Rachel Aviv in The New Yorker:
In 2017, a German man who goes by the name Marco came across an article in a Berlin newspaper with a photograph of a professor he recognized from childhood. The first thing he noticed was the man’s lips. They were thin, almost nonexistent, a trait that Marco had always found repellent. He was surprised to read that the professor, Helmut Kentler, had been one of the most influential sexologists in Germany. The article described a new research report that had investigated what was called the “Kentler experiment.” Beginning in the late sixties, Kentler had placed neglected children in foster homes run by pedophiles. The experiment was authorized and financially supported by the Berlin Senate. In a report submitted to the Senate, in 1988, Kentler had described it as a “complete success.”
Marco had grown up in foster care, and his foster father had frequently taken him to Kentler’s home. Now he was thirty-four, with a one-year-old daughter, and her meals and naps structured his days. After he read the article, he said, “I just pushed it aside. I didn’t react emotionally. I did what I do every day: nothing, really. I sat around in front of the computer.”
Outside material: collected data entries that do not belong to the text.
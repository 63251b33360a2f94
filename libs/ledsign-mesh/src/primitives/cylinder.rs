//! # Cylinder Primitive
//!
//! Generates a closed prism approximating a right circular cylinder.

use crate::error::MeshError;
use crate::mesh::Mesh;
use glam::DVec3;
use std::f64::consts::PI;

/// Creates a cylinder mesh around the Z axis.
///
/// # Arguments
///
/// * `height` - Height along Z axis
/// * `radius` - Circumscribed radius of the polygonal cross-section
/// * `center` - If true, center vertically at origin; otherwise z ∈ [0, height]
/// * `segments` - Number of sides around the circumference
///
/// # Returns
///
/// A mesh with `2 * segments` vertices and `4 * segments - 4` triangles.
///
/// # Example
///
/// ```rust
/// use ledsign_mesh::primitives::create_cylinder;
///
/// let mesh = create_cylinder(1.5, 1.5, true, 32).unwrap();
/// assert_eq!(mesh.vertex_count(), 64);
/// assert_eq!(mesh.triangle_count(), 124);
/// ```
pub fn create_cylinder(
    height: f64,
    radius: f64,
    center: bool,
    segments: u32,
) -> Result<Mesh, MeshError> {
    if !height.is_finite() || height <= 0.0 {
        return Err(MeshError::degenerate(format!(
            "Cylinder height must be positive: {}",
            height
        )));
    }

    if !radius.is_finite() || radius <= 0.0 {
        return Err(MeshError::degenerate(format!(
            "Cylinder radius must be positive: {}",
            radius
        )));
    }

    if segments < 3 {
        return Err(MeshError::degenerate(format!(
            "Cylinder segments must be at least 3: {}",
            segments
        )));
    }

    let n = segments as usize;
    let mut mesh = Mesh::with_capacity(2 * n, 4 * n - 4);

    let (z_bottom, z_top) = if center {
        (-height / 2.0, height / 2.0)
    } else {
        (0.0, height)
    };

    let ring = |mesh: &mut Mesh, z: f64| -> Vec<u32> {
        (0..segments)
            .map(|j| {
                let theta = 2.0 * PI * j as f64 / segments as f64;
                mesh.add_vertex(DVec3::new(radius * theta.cos(), radius * theta.sin(), z))
            })
            .collect()
    };

    let bottom = ring(&mut mesh, z_bottom);
    let top = ring(&mut mesh, z_top);

    // Side walls
    for j in 0..n {
        let j_next = (j + 1) % n;
        mesh.add_triangle(bottom[j], bottom[j_next], top[j_next]);
        mesh.add_triangle(bottom[j], top[j_next], top[j]);
    }

    // Caps (fan from the first ring vertex)
    for j in 1..n - 1 {
        mesh.add_triangle(bottom[0], bottom[j + 1], bottom[j]);
        mesh.add_triangle(top[0], top[j], top[j + 1]);
    }

    Ok(mesh)
}
//! # Mesh Errors

use thiserror::Error;

/// Failures raised while building, subtracting or writing solids.
#[derive(Debug, Error)]
pub enum MeshError {
    /// A face references a missing vertex, repeats a corner or has no area.
    #[error("invalid mesh topology: {message}")]
    InvalidTopology { message: String },

    /// Non-positive sizes, too few segments or non-finite coordinates.
    #[error("degenerate geometry: {message}")]
    DegenerateGeometry { message: String },

    #[error("boolean difference failed: {message}")]
    BooleanFailed { message: String },

    /// Operand larger than the subtraction will accept.
    #[error("mesh has {count} triangles, limit is {max}")]
    TooManyTriangles { count: usize, max: usize },

    #[error("mesh export failed: {0}")]
    Io(#[from] std::io::Error),
}

impl MeshError {
    pub fn invalid_topology(message: impl Into<String>) -> Self {
        let message = message.into();
        Self::InvalidTopology { message }
    }

    pub fn degenerate(message: impl Into<String>) -> Self {
        let message = message.into();
        Self::DegenerateGeometry { message }
    }

    pub fn boolean_failed(message: impl Into<String>) -> Self {
        let message = message.into();
        Self::BooleanFailed { message }
    }
}

#[cfg(test)]
mod tests {
    use super::*;

    #[test]
    fn test_boolean_failure_message() {
        let err = MeshError::boolean_failed("coincident faces");
        assert_eq!(
            err.to_string(),
            "boolean difference failed: coincident faces"
        );
    }

    #[test]
    fn test_io_error_converts() {
        let io = std::io::Error::new(std::io::ErrorKind::PermissionDenied, "read-only");
        let err: MeshError = io.into();
        assert!(matches!(err, MeshError::Io(_)));
        assert!(err.to_string().contains("read-only"));
    }

    #[test]
    fn test_mesh_error_crosses_threads() {
        fn is_send_sync<T: Send + Sync>() {}
        is_send_sync::<MeshError>();
    }
}
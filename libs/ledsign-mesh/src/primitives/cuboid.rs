//! # Box Primitive
//!
//! Axis-aligned boxes; the sign's base plate is one.

use crate::error::MeshError;
use crate::mesh::Mesh;
use glam::DVec3;

/// Outward-facing quads over the corner indices, counter-clockwise from outside.
const FACES: [[u32; 4]; 6] = [
    [0, 2, 3, 1], // z-
    [4, 5, 7, 6], // z+
    [0, 1, 5, 4], // y-
    [3, 2, 6, 7], // y+
    [2, 0, 4, 6], // x-
    [1, 3, 7, 5], // x+
];

/// Creates an axis-aligned box.
///
/// # Arguments
///
/// * `size` - Extents along x, y and z
/// * `center` - Center on the origin when true; otherwise span `[0, size]`
///
/// # Returns
///
/// Eight corners and two triangles per face.
///
/// # Example
///
/// ```rust
/// use ledsign_mesh::primitives::create_box;
/// use glam::DVec3;
///
/// let plate = create_box(DVec3::new(10.0, 10.0, 2.0), false).unwrap();
/// assert_eq!((plate.vertex_count(), plate.triangle_count()), (8, 12));
/// ```
pub fn create_box(size: DVec3, center: bool) -> Result<Mesh, MeshError> {
    if !size.is_finite() || size.x <= 0.0 || size.y <= 0.0 || size.z <= 0.0 {
        return Err(MeshError::degenerate(format!(
            "Box size must be positive: {:?}",
            size
        )));
    }

    let (lo, hi) = if center {
        (-size / 2.0, size / 2.0)
    } else {
        (DVec3::ZERO, size)
    };

    let mut mesh = Mesh::with_capacity(8, 12);

    // Corner k picks hi on axis x/y/z when bit 0/1/2 of k is set
    for k in 0..8u32 {
        let pick = |bit: u32, l: f64, h: f64| if k & (1 << bit) != 0 { h } else { l };
        mesh.add_vertex(DVec3::new(
            pick(0, lo.x, hi.x),
            pick(1, lo.y, hi.y),
            pick(2, lo.z, hi.z),
        ));
    }

    for [a, b, c, d] in FACES {
        mesh.add_triangle(a, b, c);
        mesh.add_triangle(a, c, d);
    }

    Ok(mesh)
}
Marco looks like a movie star—he is tanned, with a firm jaw, thick dark hair, and a long, symmetrical face. As an adult, he has cried only once. “If someone were to die in front of me, I would of course want to help them, but it wouldn’t affect me emotionally,” he told me. “I have a wall, and emotions just hit against it.” He lived with his girlfriend, a hairdresser, but they never discussed his childhood. He was unemployed. Once, he tried to work as a mailman, but after a few days he quit, because whenever a stranger made an expression that reminded him of his foster father, an engineer named Fritz Henkel, he had the sensation that he was not actually alive, that his heart had stopped beating, and that the color had drained from the world. When he tried to speak, it felt as if his voice didn’t belong to him.